Zhang W, Randhawa G S, Guo X Y, Deisseroth A B
Department of Hematology, University of Texas M.D. Anderson Cancer Center, Houston 77030.
Cell Growth Differ. 1994 Jul;5(7):705-10.
Normal p53 protein suppresses cell proliferation and ras oncogene-induced cell transformation. Missense mutations in the middle conserved conformational domain of p53 decrease its antiproliferation function. In this work, we studied the requirement of the NH2- and COOH-terminal regions of p53 in its antiproliferation function using two independent assays, growth of chronic myelogenous leukemia K562 cells on methylcellulose semisolid medium and ras oncogene-induced focus formation of rat fibroblast cells (Rat-1). We found that deletion of 80 or 159 amino acids from the NH2-terminus and deletion of 67 amino acids from the COOH-terminus of p53 drastically reduced the antiproliferation function of p53. However, the COOH-terminal deletion mutant is capable of binding to a p53 DNA-binding element, p53CON (GGACATGCCCGGGCATGTCC), and of activating p53CON-mediated transcription. These results suggest that p53' abilities to bind p53CON and activate transcription are not sufficient for its antiproliferation function and that p53CON-regulated genes may not be growth suppressive.
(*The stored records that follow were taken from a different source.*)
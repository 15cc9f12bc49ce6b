//! End-to-end retriever behavior against an in-memory source.

use async_trait::async_trait;
use bytes::Bytes;
use chrono::{Datelike, NaiveDate};
use futures::StreamExt;
use rust_decimal::Decimal;
use rust_xlsxwriter::{ExcelDateTime, Format, Workbook};
use std::collections::{HashMap, HashSet};
use std::str::FromStr;
use std::sync::Mutex;
use tesouro_fetch::{DownloadError, ErrorPolicy, Retriever, RetrieverConfig, YearSource};
use tesouro_types::{BondType, FormatVersion, QueryRange, TesouroError};

const HEADER: &str = "Titulo;Dia;Taxa Compra;Taxa Venda;PU Compra;PU Venda\n";

const LTN_2020: &str = "LTN 010123;03/01/2020;6,10;6,16;812,90;811,60\n\
                        LTN 010121;02/01/2020;4,55;4,61;955,12;954,70\n\
                        LTN 010123;02/01/2020;6,12;6,18;812,34;811,02\n";

const LTN_2021: &str = "LTN 010123;05/01/2021;2,97;3,03;970,11;969,86\n\
                        LTN 010123;04/01/2021;2,95;3,01;970,05;969,80\n";

const NTNB_2020: &str = "NTN-B 150535;02/01/2020;3,41;3,47;4.012,55;4.001,20\n";

/// In-memory source that counts attempts per `(bond type, year)`.
#[derive(Default)]
struct Fixture {
    files: HashMap<(BondType, i32), Bytes>,
    unavailable: HashSet<(BondType, i32)>,
    rejected: HashSet<(BondType, i32)>,
    attempts: Mutex<HashMap<(BondType, i32), u32>>,
}

impl Fixture {
    fn ltn() -> Self {
        Self::default()
            .with_file(BondType::Ltn, 2020, LTN_2020)
            .with_file(BondType::Ltn, 2021, LTN_2021)
    }

    fn with_file(mut self, bond_type: BondType, year: i32, rows: &str) -> Self {
        self.files
            .insert((bond_type, year), Bytes::from(format!("{HEADER}{rows}")));
        self
    }

    fn with_raw_file(mut self, bond_type: BondType, year: i32, content: impl Into<Bytes>) -> Self {
        self.files.insert((bond_type, year), content.into());
        self
    }

    fn with_rejected(mut self, bond_type: BondType, year: i32) -> Self {
        self.rejected.insert((bond_type, year));
        self
    }

    fn with_unavailable(mut self, bond_type: BondType, year: i32) -> Self {
        self.unavailable.insert((bond_type, year));
        self
    }

    fn attempts(&self, bond_type: BondType, year: i32) -> u32 {
        self.attempts
            .lock()
            .unwrap()
            .get(&(bond_type, year))
            .copied()
            .unwrap_or(0)
    }

    fn total_attempts(&self) -> u32 {
        self.attempts.lock().unwrap().values().sum()
    }
}

#[async_trait]
impl YearSource for Fixture {
    async fn fetch(&self, bond_type: BondType, year: i32) -> Result<Option<Bytes>, DownloadError> {
        *self
            .attempts
            .lock()
            .unwrap()
            .entry((bond_type, year))
            .or_insert(0) += 1;

        if self.unavailable.contains(&(bond_type, year)) {
            return Err(DownloadError::ServerError { status: 503 });
        }
        if self.rejected.contains(&(bond_type, year)) {
            return Err(DownloadError::Rejected("access denied".to_string()));
        }
        Ok(self.files.get(&(bond_type, year)).cloned())
    }
}

fn config(max_retries: u32) -> RetrieverConfig {
    RetrieverConfig {
        max_retries,
        base_delay_ms: 1,
        max_delay_ms: 2,
        format: FormatVersion::CsvV1,
        ..Default::default()
    }
}

fn retriever(fixture: Fixture) -> Retriever<Fixture> {
    Retriever::with_source(fixture, config(2)).unwrap()
}

fn date(y: i32, m: u32, d: u32) -> NaiveDate {
    NaiveDate::from_ymd_opt(y, m, d).unwrap()
}

fn dec(s: &str) -> Decimal {
    Decimal::from_str(s).unwrap()
}

#[tokio::test]
async fn test_single_year_returns_that_years_records_sorted() {
    let retriever = retriever(Fixture::ltn());
    let table = retriever.get_data("LTN", 2020, 2020).await.unwrap();

    assert_eq!(table.len(), 3);
    let rows: Vec<_> = table
        .iter()
        .map(|r| (r.reference_date, r.asset_code.as_str(), r.price, r.yield_rate))
        .collect();
    assert_eq!(
        rows,
        vec![
            (date(2020, 1, 2), "LTN 010121", dec("955.12"), dec("4.55")),
            (date(2020, 1, 2), "LTN 010123", dec("812.34"), dec("6.12")),
            (date(2020, 1, 3), "LTN 010123", dec("812.90"), dec("6.10")),
        ]
    );
    assert_eq!(table.records()[1].ask_price, Some(dec("811.02")));
    assert_eq!(table.records()[1].ask_yield, Some(dec("6.18")));
    assert_eq!(table.records()[1].maturity, Some(date(2023, 1, 1)));
}

#[tokio::test]
async fn test_multi_year_range_returns_all_records_sorted() {
    let retriever = retriever(Fixture::ltn());
    let table = retriever.get_data("LTN", 2020, 2022).await.unwrap();

    assert_eq!(table.len(), 5);
    let dates: Vec<_> = table.iter().map(|r| r.reference_date).collect();
    let mut sorted = dates.clone();
    sorted.sort();
    assert_eq!(dates, sorted);
    assert_eq!(table.first_date(), Some(date(2020, 1, 2)));
    assert_eq!(table.last_date(), Some(date(2021, 1, 5)));
    assert!(table.iter().all(|r| r.bond_type == BondType::Ltn));

    let range = QueryRange::new(BondType::Ltn, 2020, 2022).unwrap();
    assert!(table.iter().all(|r| range.contains(r.reference_date)));
}

#[tokio::test]
async fn test_year_without_file_is_empty_not_error() {
    let retriever = retriever(Fixture::ltn());
    let table = retriever.get_data("LTN", 2022, 2022).await.unwrap();
    assert!(table.is_empty());
    assert_eq!(retriever.source().attempts(BondType::Ltn, 2022), 1);
}

#[tokio::test]
async fn test_repeated_queries_are_identical() {
    let retriever = retriever(Fixture::ltn());
    let first = retriever.get_data("ltn", 2020, 2021).await.unwrap();
    let second = retriever.get_data("LTN", 2020, 2021).await.unwrap();
    assert_eq!(first, second);
}

#[tokio::test]
async fn test_invalid_arguments_never_reach_the_source() {
    let retriever = retriever(Fixture::ltn());

    let err = retriever.get_data("LTN", 2021, 2020).await.unwrap_err();
    assert!(err.is_invalid_argument());

    let err = retriever.get_data("XYZ", 2020, 2020).await.unwrap_err();
    assert!(err.is_invalid_argument());

    let err = retriever.get_data("LTN", 1999, 2000).await.unwrap_err();
    assert!(err.is_invalid_argument());

    let err = retriever.get_data("LTN", 2020, 9999).await.unwrap_err();
    assert!(err.is_invalid_argument());

    assert_eq!(retriever.source().total_attempts(), 0);
}

#[tokio::test]
async fn test_unavailable_year_is_retried_twice_then_fails() {
    let fixture = Fixture::ltn().with_unavailable(BondType::Ltn, 2021);
    let retriever = retriever(fixture);

    let err = retriever.get_data("LTN", 2020, 2021).await.unwrap_err();
    match err {
        TesouroError::SourceUnavailable {
            bond_type,
            year,
            attempts,
            ..
        } => {
            assert_eq!(bond_type, BondType::Ltn);
            assert_eq!(year, 2021);
            assert_eq!(attempts, 3);
        }
        other => panic!("expected SourceUnavailable, got {other}"),
    }
    assert_eq!(retriever.source().attempts(BondType::Ltn, 2021), 3);
}

#[tokio::test]
async fn test_malformed_file_is_a_parse_error() {
    let fixture = Fixture::ltn().with_raw_file(
        BondType::Ltn,
        2021,
        "Data;Valor\n04/01/2021;970,05\n".to_string(),
    );
    let retriever = retriever(fixture);

    let err = retriever.get_data("LTN", 2021, 2021).await.unwrap_err();
    assert!(err.is_parse());
    assert!(matches!(err, TesouroError::Parse { year: 2021, .. }));
    // Schema mismatches are not retried
    assert_eq!(retriever.source().attempts(BondType::Ltn, 2021), 1);
}

#[tokio::test]
async fn test_collect_all_reports_earliest_failed_year() {
    let fixture = Fixture::ltn()
        .with_unavailable(BondType::Ltn, 2021)
        .with_raw_file(BondType::Ltn, 2022, "garbage\n".to_string());
    let config = RetrieverConfig {
        error_policy: ErrorPolicy::CollectAll,
        concurrency: 1,
        ..config(0)
    };
    let retriever = Retriever::with_source(fixture, config).unwrap();

    let err = retriever.get_data("LTN", 2020, 2022).await.unwrap_err();
    assert!(matches!(err, TesouroError::SourceUnavailable { year: 2021, .. }));
    // Every year was still attempted
    for year in 2020..=2022 {
        assert_eq!(retriever.source().attempts(BondType::Ltn, year), 1);
    }
}

#[tokio::test]
async fn test_records_outside_range_are_dropped() {
    let fixture = Fixture::default().with_file(
        BondType::Ltn,
        2020,
        "LTN 010123;30/12/2019;6,40;6,46;790,00;789,00\n\
         LTN 010123;02/01/2020;6,12;6,18;812,34;811,02\n",
    );
    let retriever = retriever(fixture);

    let table = retriever.get_data("LTN", 2020, 2020).await.unwrap();
    assert_eq!(table.len(), 1);
    assert_eq!(table.first_date(), Some(date(2020, 1, 2)));
}

#[tokio::test]
async fn test_get_many_merges_bond_types() {
    let fixture = Fixture::ltn().with_file(BondType::NtnB, 2020, NTNB_2020);
    let retriever = retriever(fixture);

    let table = retriever
        .get_many(&[BondType::NtnB, BondType::Ltn], 2020, 2020)
        .await
        .unwrap();
    assert_eq!(table.len(), 4);
    assert_eq!(table.filter_bond(BondType::NtnB).count(), 1);

    let ntnb = table.filter_bond(BondType::NtnB).next().unwrap();
    assert_eq!(ntnb.asset_code, "NTN-B 150535");
    assert_eq!(ntnb.price, dec("4012.55"));
    assert_eq!(ntnb.maturity, Some(date(2035, 5, 15)));

    let err = retriever.get_many(&[], 2020, 2020).await.unwrap_err();
    assert!(err.is_invalid_argument());
}

#[tokio::test]
async fn test_year_stream_yields_one_batch_per_year() {
    let retriever = retriever(Fixture::ltn());
    let range = QueryRange::new(BondType::Ltn, 2020, 2022).unwrap();

    let mut counts: Vec<(i32, usize)> = retriever
        .year_stream(range)
        .map(|batch| {
            let batch = batch.unwrap();
            (batch.year, batch.len())
        })
        .collect()
        .await;
    counts.sort_unstable();
    assert_eq!(counts, vec![(2020, 3), (2021, 2), (2022, 0)]);
}

#[tokio::test]
async fn test_rejected_year_is_not_retried() {
    let fixture = Fixture::ltn().with_rejected(BondType::Ltn, 2021);
    let retriever = retriever(fixture);

    let err = retriever.get_data("LTN", 2021, 2021).await.unwrap_err();
    assert!(matches!(err, TesouroError::SourceUnavailable { attempts: 1, .. }));
    assert_eq!(retriever.source().attempts(BondType::Ltn, 2021), 1);
}

/// A workbook with one sheet per issue, dates as date cells and as text.
fn workbook(sheets: &[(&str, Vec<(&str, [f64; 4])>)]) -> Bytes {
    let date_format = Format::new().set_num_format("dd/mm/yyyy");
    let mut workbook = Workbook::new();
    for (name, rows) in sheets {
        let sheet = workbook.add_worksheet();
        sheet.set_name(*name).unwrap();
        sheet.write_string(0, 0, *name).unwrap();
        let header = ["Dia", "Taxa Compra Manhã", "Taxa Venda Manhã", "PU Compra Manhã", "PU Venda Manhã"];
        for (col, label) in header.iter().enumerate() {
            sheet.write_string(1, col as u16, *label).unwrap();
        }
        for (i, (day, values)) in rows.iter().enumerate() {
            let row = 2 + i as u32;
            if i % 2 == 0 {
                let date = NaiveDate::parse_from_str(day, "%d/%m/%Y").unwrap();
                let excel = ExcelDateTime::from_ymd(
                    date.year() as u16,
                    date.month() as u8,
                    date.day() as u8,
                )
                .unwrap();
                sheet.write_datetime_with_format(row, 0, &excel, &date_format).unwrap();
            } else {
                sheet.write_string(row, 0, *day).unwrap();
            }
            for (col, value) in values.iter().enumerate() {
                sheet.write_number(row, col as u16 + 1, *value).unwrap();
            }
        }
    }
    Bytes::from(workbook.save_to_buffer().unwrap())
}

#[tokio::test]
async fn test_workbook_source_end_to_end() {
    let ltn_2020 = workbook(&[
        (
            "LTN 010123",
            vec![
                ("03/01/2020", [6.10, 6.16, 812.90, 811.60]),
                ("02/01/2020", [6.12, 6.18, 812.34, 811.02]),
            ],
        ),
        ("LTN 010121", vec![("02/01/2020", [4.55, 4.61, 955.12, 954.70])]),
    ]);
    let ltn_2021 = workbook(&[("LTN 010123", vec![("04/01/2021", [2.95, 3.01, 970.05, 969.80])])]);

    let fixture = Fixture::default()
        .with_raw_file(BondType::Ltn, 2020, ltn_2020)
        .with_raw_file(BondType::Ltn, 2021, ltn_2021);
    let config = RetrieverConfig {
        format: FormatVersion::XlsV1,
        ..config(2)
    };
    let retriever = Retriever::with_source(fixture, config).unwrap();

    let table = retriever.get_data("LTN", 2020, 2021).await.unwrap();
    let rows: Vec<_> = table
        .iter()
        .map(|r| (r.reference_date, r.asset_code.as_str(), r.price))
        .collect();
    assert_eq!(
        rows,
        vec![
            (date(2020, 1, 2), "LTN 010121", dec("955.12")),
            (date(2020, 1, 2), "LTN 010123", dec("812.34")),
            (date(2020, 1, 3), "LTN 010123", dec("812.90")),
            (date(2021, 1, 4), "LTN 010123", dec("970.05")),
        ]
    );
    assert_eq!(table.records()[1].ask_yield, Some(dec("6.18")));
    assert_eq!(table.records()[0].maturity, Some(date(2021, 1, 1)));
}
正常的p53蛋白可抑制细胞增殖和ras癌基因诱导的细胞转化。p53中间保守构象域的错义突变会降低其抗增殖功能。在本研究中,我们使用两种独立的检测方法,即慢性髓性白血病K562细胞在甲基纤维素半固体培养基上的生长以及ras癌基因诱导的大鼠成纤维细胞(Rat-1)的集落形成,研究了p53的NH2端和COOH端区域在其抗增殖功能中的作用。我们发现,从p53的NH2端缺失80或159个氨基酸以及从COOH端缺失67个氨基酸会大幅降低p53的抗增殖功能。然而,COOH端缺失突变体能够与p53 DNA结合元件p53CON(GGACATGCCCGGGCATGTCC)结合,并激活p53CON介导的转录。这些结果表明,p53结合p53CON和激活转录的能力不足以实现其抗增殖功能,并且p53CON调控的基因可能不具有生长抑制作用。